▶ _About this exercise_
Set down the lines below exactly as they stand, please. Go from the first through the one containing "use corebank_core::auth::Actor;".

[Start of Attachment]

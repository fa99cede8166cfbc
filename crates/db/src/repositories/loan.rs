//! Loan repository: applications, decisions and EMI collection.

use chrono::{NaiveDate, Utc};
use corebank_core::account as account_rules;
use corebank_core::audit::{AuditAction, AuditEntry, AuditTarget, RequestMeta};
use corebank_core::auth::Actor;
use corebank_core::ledger::{self, Direction, TransactionType};
use corebank_core::loan::{
    self, LoanApplication, LoanDetails, LoanError, LoanProgress, LoanStatus as DomainStatus,
};
use corebank_shared::types::{LoanId, PageRequest, PageResponse};
use rust_decimal::Decimal;
use sea_orm::{
    ActiveModelTrait, ColumnTrait, DatabaseConnection, DatabaseTransaction, EntityTrait,
    PaginatorTrait, QueryFilter, QueryOrder, QuerySelect, Set, TransactionTrait,
};
use serde::Serialize;
use serde_json::json;
use uuid::Uuid;

use super::audit::AuditRepository;
use super::error::{RepoResult, RepositoryError};
use super::posting::{Posting, lock_account, post_entry};
use crate::entities::{
    accounts, loans,
    sea_orm_active_enums::{LoanStatus, LoanType},
    transactions,
};

/// Filter options for listing loans.
#[derive(Debug, Clone, Default)]
pub struct LoanFilter {
    /// Borrower.
    pub user_id: Option<Uuid>,
    /// Status.
    pub status: Option<DomainStatus>,
    /// Loan product.
    pub loan_type: Option<loan::LoanType>,
}

/// Result of approving a loan.
#[derive(Debug, Clone, Serialize)]
pub struct Disbursement {
    /// The loan, now `active`.
    pub loan: loans::Model,
    /// The `loan_disbursement` credit.
    pub transaction: transactions::Model,
    /// The receiving account after the credit.
    pub account: accounts::Model,
}

/// Result of a collected installment.
#[derive(Debug, Clone, Serialize)]
pub struct EmiPayment {
    /// The loan after the installment.
    pub loan: loans::Model,
    /// The `emi_deduction` debit.
    pub transaction: transactions::Model,
    /// The paying account after the debit.
    pub account: accounts::Model,
}

/// Loan repository.
#[derive(Debug, Clone)]
pub struct LoanRepository {
    db: DatabaseConnection,
    audit: AuditRepository,
}
//! Balance-affecting postings.
//!
//! This module implements the ledger rules:
//! - Amount and description validation
//! - Applying credits and debits to a balance without going negative
//! - Transfer planning between two accounts
//! - Reversal planning for completed transactions
//! - Reconciliation of an account's entries against its balance
//! - Monthly statements and receipts

pub mod error;
pub mod posting;
pub mod reversal;
pub mod statement;
pub mod types;

#[cfg(test)]
mod posting_props;
#[cfg(test)]
mod reversal_props;

pub use error::LedgerError;
pub use posting::{
    TransferPlan, apply, generate_reference, plan_transfer, reconcile, signed_amount,
    validate_amount, validate_description,
};
pub use reversal::ReversalPlan;
pub use statement::{Receipt, StatementSummary, StatementWindow, statement_window};
pub use types::{Direction, LedgerEntry, TransactionStatus, TransactionType};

[End of Attachment]

▶ _Finished task_
repository fa99cede8166cfbc
filename crates/db/src/repositories/loan.rs
//! Loan repository: applications, decisions and EMI collection.

use chrono::{NaiveDate, Utc};
use corebank_core::account as account_rules;
use corebank_core::audit::{AuditAction, AuditEntry, AuditTarget, RequestMeta};
use corebank_core::auth::Actor;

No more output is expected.